Christy was a first-rate storyteller, and shared her IBC experience online with countless compassionate readers. Each story she shared revealed her bravery, sensitivity, love, and gratitude. As her mother says, “She dreamed big.” Christy worked hard to survive, to say all she needed to say, to write what she needed to write, but mostly she gave to others – right up until she fell into a peaceful and ever-lasting sleep.
Do you feel your work is done? Do you have more to do, to give, to write, to say? Oliver Sacks leaves us to ponder such existential inquiries in his essay, “Sabbath.”
It’s evident he had more to say, even as his death drew nigh: Fourteen days before he took his last breath, the New York Times published “Sabbath.” In the essay, Sacks speaks out about his withdrawal from the Jewish rituals he grew up with, his indifference to his parents’ beliefs, and his addiction to methamphetamines. In the context of his sexuality, he speaks to how the writing of his newly released memoir, On the Move, allowed him to finally unearth what he had kept buried away for far too long: “I had been able, for the first time in my life, to make a full and frank declaration of my sexuality, facing the world openly, with no more guilty secrets locked up inside me.”
Sacks was also the kind of man who thought deeply about others. His natural curiosity and interest in the world around him, and likely his sense of isolation from his family who questioned his sexual orientation, drove him to venture far from his family in England. In 1960, as a new physician, he left for Los Angeles, where he found what he called a “sort of connection.” Still, Sacks yearned for some deeper meaning – lacking that, an addiction to methamphetamines lured him in. But he recovered, slowly, and found his way: He worked as a physician at a chronic care hospital in the Bronx, where his fascination with his patients mobilized him to tell their stories, unfathomable stories he felt it was his mission to share. That’s when he became a storyteller, a storyteller of the human condition. Those stories span the pages of The Man Who Mistook his Wife for a Hat, in which Sacks shows the struggles of his patients living with various neurological disorders. At the same time, he eloquently describes the resilience of the human spirit, making each and every individual he writes about real life human beings on the page. Sacks’ curiosity and interest in others is steadfast and palpable in the other dozen books he has written such as Hallucinations, Awakenings, and The Mind’s Eye.
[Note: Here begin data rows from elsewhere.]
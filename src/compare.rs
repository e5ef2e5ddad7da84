// Verdicts. A verdict is never stored on its own; it is recomputed from the
// case, its result and the case's normalizers whenever it is needed.

use std::fmt;

use serde::Serialize;

use crate::case::TestCase;
use crate::harness::CaseResult;
use crate::normalize::Pipeline;

#[derive(Debug, Clone, Copy, PartialEq, Eq, Hash, Serialize, serde::Deserialize)]
#[serde(rename_all = "UPPERCASE")]
pub enum Verdict {
    Pass,
    Fail,
    Error,
}

impl Verdict {
    pub fn is_pass(self) -> bool {
        self == Verdict::Pass
    }

    /// Ordering used when one verdict has to stand for several.
    pub fn severity(self) -> u8 {
        match self {
            Verdict::Pass => 0,
            Verdict::Fail => 1,
            Verdict::Error => 2,
        }
    }
}

impl fmt::Display for Verdict {
    fn fmt(&self, f: &mut fmt::Formatter<'_>) -> fmt::Result {
        match self {
            Verdict::Pass => write!(f, "PASS"),
            Verdict::Fail => write!(f, "FAIL"),
            Verdict::Error => write!(f, "ERROR"),
        }
    }
}

/// The full outcome of judging one result.
#[derive(Debug, Clone, PartialEq, Eq, Serialize)]
pub struct Judgement {
    pub verdict: Verdict,
    /// PASS by convention because the case has no expectation.
    pub recorded: bool,
    #[serde(skip_serializing_if = "Option::is_none")]
    pub reason: Option<String>,
    #[serde(skip_serializing_if = "Option::is_none")]
    pub expected_normalized: Option<String>,
    #[serde(skip_serializing_if = "Option::is_none")]
    pub actual_normalized: Option<String>,
}

/// Normalizes both sides identically and compares for exact equality.
pub fn compare(expected: &str, actual: &str, normalizers: &Pipeline) -> Verdict {
    if normalizers.apply(expected) == normalizers.apply(actual) {
        Verdict::Pass
    } else {
        Verdict::Fail
    }
}

pub fn judge(case: &TestCase, result: &CaseResult) -> Judgement {
    if result.timed_out || result.fault.is_some() {
        let reason = result
            .fault
            .as_ref()
            .map(|f| f.to_string())
            .unwrap_or_else(|| "timed out".to_string());
        return Judgement {
            verdict: Verdict::Error,
            recorded: false,
            reason: Some(reason),
            expected_normalized: None,
            actual_normalized: None,
        };
    }

    let Some(expected) = case.expected.as_ref() else {
        return Judgement {
            verdict: Verdict::Pass,
            recorded: true,
            reason: None,
            expected_normalized: None,
            actual_normalized: Some(case.normalizers.apply(&result.stdout)),
        };
    };

    let mut reasons = Vec::new();
    let mut expected_normalized = None;
    let mut actual_normalized = None;

    if let Some(want) = expected.stdout.as_deref() {
        if !compare(want, &result.stdout, &case.normalizers).is_pass() {
            reasons.push("output mismatch".to_string());
        }
        expected_normalized = Some(case.normalizers.apply(want));
        actual_normalized = Some(case.normalizers.apply(&result.stdout));
    }

    if let Some(want) = expected.exit_code {
        if result.exit_code != Some(want) {
            reasons.push(format!(
                "exit code {} (expected {want})",
                result
                    .exit_code
                    .map(|c| c.to_string())
                    .unwrap_or_else(|| "none".into())
            ));
        }
    }

    let verdict = if reasons.is_empty() {
        Verdict::Pass
    } else {
        Verdict::Fail
    };

    Judgement {
        verdict,
        recorded: false,
        reason: (!reasons.is_empty()).then(|| reasons.join("; ")),
        expected_normalized,
        actual_normalized,
    }
}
It’s Sacks’ open, empathetic, and introspective storytelling that prompts us to ask of ourselves, “What moves us? What must we share with others? In his essay, “Altered States,” though Sacks suggests that drugs is a “shortcut” to “transcendence,” he’s also clear about one thing: that understanding can be found through other means. As Sacks reminds us in the essay, the point is “To live on a day-to-day basis is insufficient for human beings; we need to transcend, transport, escape; we need meaning, understanding, and explanation; we need to see over-all patterns in our lives. We need hope, the sense of a future. And we need freedom (or, at least, the illusion of freedom) to get beyond ourselves … to travel to other worlds, to rise above our immediate surroundings.”